Бесспорно важнейшая проза Калассо, «Ртуть и песок», вызвала недолгий, замешенный на недоумении переполох и была заслонена двумя другими, об африканской и греческой мифологиях, сочиненьями автора, развивающими постулаты «Ртути» и тоже возросшими в библиотечном фамильном раю. Мифы, утверждает он, соответствуют главной и единственной цели анализа — выделению из текста эликсира солидарности. Эту растворенную в акте чтения духовную и как будто метафорическую операцию Калассо описывает в терминах физических процессов, словно всерьез собирается доказать, что в прожилках и волокнах текста накапливается, требуя выхода, особая, трансформирующая бытие материя или энергия, высвобождению которой обязан посвятить себя гуманитарий; именно это он и доказывает, склоняясь попутно к заклинательной магии и честно оправдывая титул концепции.

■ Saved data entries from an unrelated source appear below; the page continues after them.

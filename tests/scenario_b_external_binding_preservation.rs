use miniray::options::MinifyOptions;

const SOURCE: &str = "struct U { t: f32 }\n@group(0) @binding(0) var<uniform> uniforms: U;\n@fragment fn main() -> @location(0) vec4f { return vec4f(uniforms.t); }";

#[test]
fn uniform_declaration_and_entry_point_keep_their_names() {
    let result = miniray::minify(SOURCE, &MinifyOptions::default());
    assert!(result.errors.is_empty(), "{:?}", result.errors);
    assert!(result.code.contains("uniforms"), "declaration-site name must be preserved: {}", result.code);
    assert!(result.code.contains("fn main("), "entry point must keep its name: {}", result.code);
    assert!(!result.code.contains("struct U"), "struct U should be renamed by default: {}", result.code);
}

#[test]
fn reflection_reports_group_binding_and_struct_layout() {
    let reflected = miniray::reflect(SOURCE);
    assert_eq!(reflected.bindings.len(), 1);
    let binding = &reflected.bindings[0];
    assert_eq!(binding.group, 0);
    assert_eq!(binding.binding, 0);
    assert_eq!(binding.original_name, "uniforms");
    assert_eq!(binding.address_space, "uniform");
    assert_eq!(binding.original_type, "U");
    let layout = binding.struct_layout.as_ref().expect("uniform binding has a struct layout");
    assert_eq!(layout.size, 4);
    assert_eq!(layout.alignment, 4);
    assert_eq!(layout.fields[0].name, "t");
    assert_eq!(layout.fields[0].offset, 0);
    assert_eq!(layout.fields[0].size, 4);
}

#[test]
fn preserve_uniform_struct_types_pins_the_struct_name() {
    let mut options = MinifyOptions::default();
    options.preserve_uniform_struct_types = true;
    let result = miniray::minify(SOURCE, &options);
    assert!(result.errors.is_empty(), "{:?}", result.errors);
    assert!(result.code.contains("struct U"), "pinned struct type should keep its name: {}", result.code);
}
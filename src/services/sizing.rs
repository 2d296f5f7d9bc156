/// ============================================================
///  System Sizing Engine
///
///  Pipeline:
///   1. Monthly units   – bill / tariff
///   2. Demand sizing   – units / (insolation × 30 days)
///   3. Roof cap        – area / sq ft per kW (panel dependent)
///   4. Budget cap      – budget / cost per kW
///
///  Caps only ever shrink the system, and the roof cap is always
///  applied before the budget cap.
/// ============================================================

use crate::models::estimate::{CalculationInput, PanelType, SizingResult};

pub const DAYS_PER_BILLING_MONTH: f64 = 30.0;

/// Roof area one installed kW occupies (sq ft).
pub fn sq_ft_per_kw(panel: PanelType) -> f64 {
    match panel {
        PanelType::Mono => 80.0,
        PanelType::Poly => 100.0,
    }
}

/// `avg_insolation` (kWh/m²/day) doubles as the daily yield per installed kW.
pub fn size_system(input: &CalculationInput, avg_insolation: f64) -> SizingResult {
    let units_consumed = input.monthly_bill / input.tariff_per_unit;
    let mut required_kw = units_consumed / (avg_insolation * DAYS_PER_BILLING_MONTH);

    let mut was_roof_capped = false;
    if let Some(area) = input.roof_area_sq_ft.filter(|a| *a > 0.0) {
        let max_kw_from_roof = area / sq_ft_per_kw(input.panel_type);
        if required_kw > max_kw_from_roof {
            required_kw = max_kw_from_roof;
            was_roof_capped = true;
        }
    }

    let mut install_cost = required_kw * input.cost_per_kw;
    let mut was_budget_capped = false;
    if let Some(budget) = input.budget_cap {
        if install_cost > budget {
            required_kw = budget / input.cost_per_kw;
            install_cost = budget;
            was_budget_capped = true;
        }
    }

    SizingResult {
        units_consumed,
        required_kw,
        install_cost,
        was_roof_capped,
        was_budget_capped,
    }
}
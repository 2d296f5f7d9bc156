//! JSON shapes returned by the external lookups.

use std::collections::BTreeMap;

use serde::Deserialize;

use crate::models::estimate::{AqiReading, Coordinates};

// ─── NASA POWER (daily point) ────────────────────────────────────────────────

/// POWER marks missing days with this value.
pub const POWER_FILL_VALUE: f64 = -999.0;

#[derive(Debug, Deserialize)]
pub struct PowerDailyResponse {
    pub properties: PowerProperties,
}

#[derive(Debug, Deserialize)]
pub struct PowerProperties {
    pub parameter: PowerParameters,
}

#[derive(Debug, Deserialize)]
pub struct PowerParameters {
    /// All-sky surface shortwave downward irradiance, keyed by `YYYYMMDD` (kWh/m²/day)
    #[serde(rename = "ALLSKY_SFC_SW_DWN")]
    pub allsky_sfc_sw_dwn: BTreeMap<String, f64>,
}

impl PowerDailyResponse {
    /// Mean of the valid daily values, `None` when no day carries data.
    pub fn mean_daily_insolation(&self) -> Option<f64> {
        let valid: Vec<f64> = self
            .properties
            .parameter
            .allsky_sfc_sw_dwn
            .values()
            .copied()
            .filter(|v| v.is_finite() && *v != POWER_FILL_VALUE && *v >= 0.0)
            .collect();
        if valid.is_empty() {
            return None;
        }
        Some(valid.iter().sum::<f64>() / valid.len() as f64)
    }
}

// ─── WAQI feed ───────────────────────────────────────────────────────────────

/// `data` is an object on success and an error string otherwise, and `aqi`
/// may be `"-"` when the station has no reading, so it stays loosely typed.
#[derive(Debug, Deserialize)]
pub struct WaqiFeedResponse {
    pub status: String,
    #[serde(default)]
    pub data: serde_json::Value,
}

impl WaqiFeedResponse {
    pub fn reading(&self) -> Option<AqiReading> {
        if self.status != "ok" {
            return None;
        }
        let aqi = self.data.get("aqi")?.as_f64().filter(|v| *v >= 0.0)?;
        let city_name = self
            .data
            .get("city")
            .and_then(|c| c.get("name"))
            .and_then(|n| n.as_str())
            .unwrap_or_default()
            .to_string();
        Some(AqiReading { aqi, city_name })
    }
}

// ─── Nominatim search ────────────────────────────────────────────────────────

#[derive(Debug, Deserialize)]
pub struct NominatimPlace {
    pub lat: String,
    pub lon: String,
    #[serde(default)]
    pub display_name: String,
}

impl NominatimPlace {
    pub fn coordinates(&self) -> Option<Coordinates> {
        let coords = Coordinates {
            lat: self.lat.trim().parse().ok()?,
            lon: self.lon.trim().parse().ok()?,
        };
        coords.is_valid().then_some(coords)
    }
}
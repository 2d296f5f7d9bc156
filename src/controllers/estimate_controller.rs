use axum::{
    extract::{Query, State},
    http::StatusCode,
    response::IntoResponse,
    Json,
};

use crate::config::Config;
use crate::error::EstimatorError;
use crate::models::estimate::{
    CommunitySummary, EstimateRequest, EstimateResponse, OfflineModeStatus, StoredEstimate,
};
use crate::services::formatting::LanguageQuery;
use crate::services::loan::{self, LenderOffer};
use crate::services::pipeline;
use crate::services::subsidy::{self, SubsidyPolicyView};
use crate::shared_state::AppState;

/// POST /api/estimate
/// Run a full estimate for one household
///
/// Resolves the location, looks up irradiance and air quality, then runs
/// sizing, savings, environmental, subsidy, loan and comparison engines.
/// The result becomes the "last estimate" and is added to the community tally.
#[utoipa::path(
    post,
    path = "/api/estimate",
    params(LanguageQuery),
    request_body = EstimateRequest,
    responses(
        (status = 200, description = "Estimate computed", body = EstimateResponse),
        (status = 400, description = "Invalid input"),
        (status = 422, description = "Location could not be resolved")
    )
)]
pub async fn create_estimate(
    State(state): State<AppState>,
    State(config): State<Config>,
    Query(query): Query<LanguageQuery>,
    Json(request): Json<EstimateRequest>,
) -> Result<Json<EstimateResponse>, EstimatorError> {
    let providers = &state.providers;
    let result = pipeline::estimate(
        request,
        &providers.geocoder,
        &providers.irradiance,
        &providers.air_quality,
        config.providers.fallback_insolation,
    )
    .await?;

    let stored = StoredEstimate::new(result);
    state.publish(&stored);
    Ok(Json(EstimateResponse::render(&stored, query.lang)))
}

/// GET /api/estimate/last
/// Re-render the most recent estimate
#[utoipa::path(
    get,
    path = "/api/estimate/last",
    params(LanguageQuery),
    responses(
        (status = 200, description = "Most recent estimate", body = EstimateResponse),
        (status = 404, description = "No estimate computed yet")
    )
)]
pub async fn get_last_estimate(
    State(state): State<AppState>,
    Query(query): Query<LanguageQuery>,
) -> impl IntoResponse {
    match state.last_estimate() {
        Some(stored) => (StatusCode::OK, Json(EstimateResponse::render(&stored, query.lang))).into_response(),
        None => (
            StatusCode::NOT_FOUND,
            Json(serde_json::json!({"error": "No estimate computed yet"})),
        )
            .into_response(),
    }
}

/// GET /api/community
/// Aggregate impact of every estimate served
#[utoipa::path(
    get,
    path = "/api/community",
    responses(
        (status = 200, description = "Community totals", body = CommunitySummary)
    )
)]
pub async fn get_community_summary(State(state): State<AppState>) -> impl IntoResponse {
    Json(state.community_summary())
}

/// GET /api/policies/subsidy
/// Per-state subsidy tiers
#[utoipa::path(
    get,
    path = "/api/policies/subsidy",
    responses(
        (status = 200, description = "Subsidy table", body = Vec<SubsidyPolicyView>)
    )
)]
pub async fn list_subsidy_policies() -> impl IntoResponse {
    Json(subsidy::policies())
}

/// GET /api/policies/lenders
/// Lender rates and loan term
#[utoipa::path(
    get,
    path = "/api/policies/lenders",
    responses(
        (status = 200, description = "Lender table", body = Vec<LenderOffer>)
    )
)]
pub async fn list_lenders() -> impl IntoResponse {
    Json(loan::offers())
}

/// GET /api/settings/offline-mode
#[utoipa::path(
    get,
    path = "/api/settings/offline-mode",
    responses(
        (status = 200, description = "Current offline mode", body = OfflineModeStatus)
    )
)]
pub async fn get_offline_mode(State(state): State<AppState>) -> impl IntoResponse {
    Json(OfflineModeStatus {
        offline_mode: state.is_offline(),
    })
}

/// POST /api/settings/offline-mode
/// Toggle offline mode
///
/// While offline, irradiance and air-quality lookups are skipped (the
/// fallback insolation is used) and only device coordinates can be located.
#[utoipa::path(
    post,
    path = "/api/settings/offline-mode",
    request_body = OfflineModeStatus,
    responses(
        (status = 200, description = "Offline mode updated", body = OfflineModeStatus)
    )
)]
pub async fn set_offline_mode(
    State(state): State<AppState>,
    Json(body): Json<OfflineModeStatus>,
) -> impl IntoResponse {
    state.set_offline(body.offline_mode);
    Json(OfflineModeStatus {
        offline_mode: state.is_offline(),
    })
}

Даруемые мифологией солидарность и соболезнование обусловлены тем, что мифы предстательствуют за нераспыленный порядок, в них по сей день скрыто месторождение единящей, враждебной отчуждению субстанции, и это месторождение ждет разработки. Соболезнование же есть следствие чудовищного содержания мифов, ибо, по мысли Калассо, человека могут примирить с жизнью только ужасные истории. Страшные рассказы любят дети, то есть малые люди, близкородственные подпочвенному слою видений, их сознание пуповиной первообразных снов связано с довременной тьмою и не одеревенело от анестезирующих уколов рассудка. Совместное переживание страшных историй, разыгранных в театральной мистерии, было условием цельности афинского полиса и предпосылкой очищающих коллективных эмоций, прозванных катарсическими (катарсис — приготовительная стадия утешения). То же было во множестве прочих культур, осязавших мрак мифологий, лопающихся от насилия, жутких деяний, кощунств и лишь потому заряженных обетованием милости. Но чтобы миф стал светом и милостью, его нужно очистить от фабульного бешенства, переключив отрицательную поэзию в сферу блага, — так поворачивают русло реки.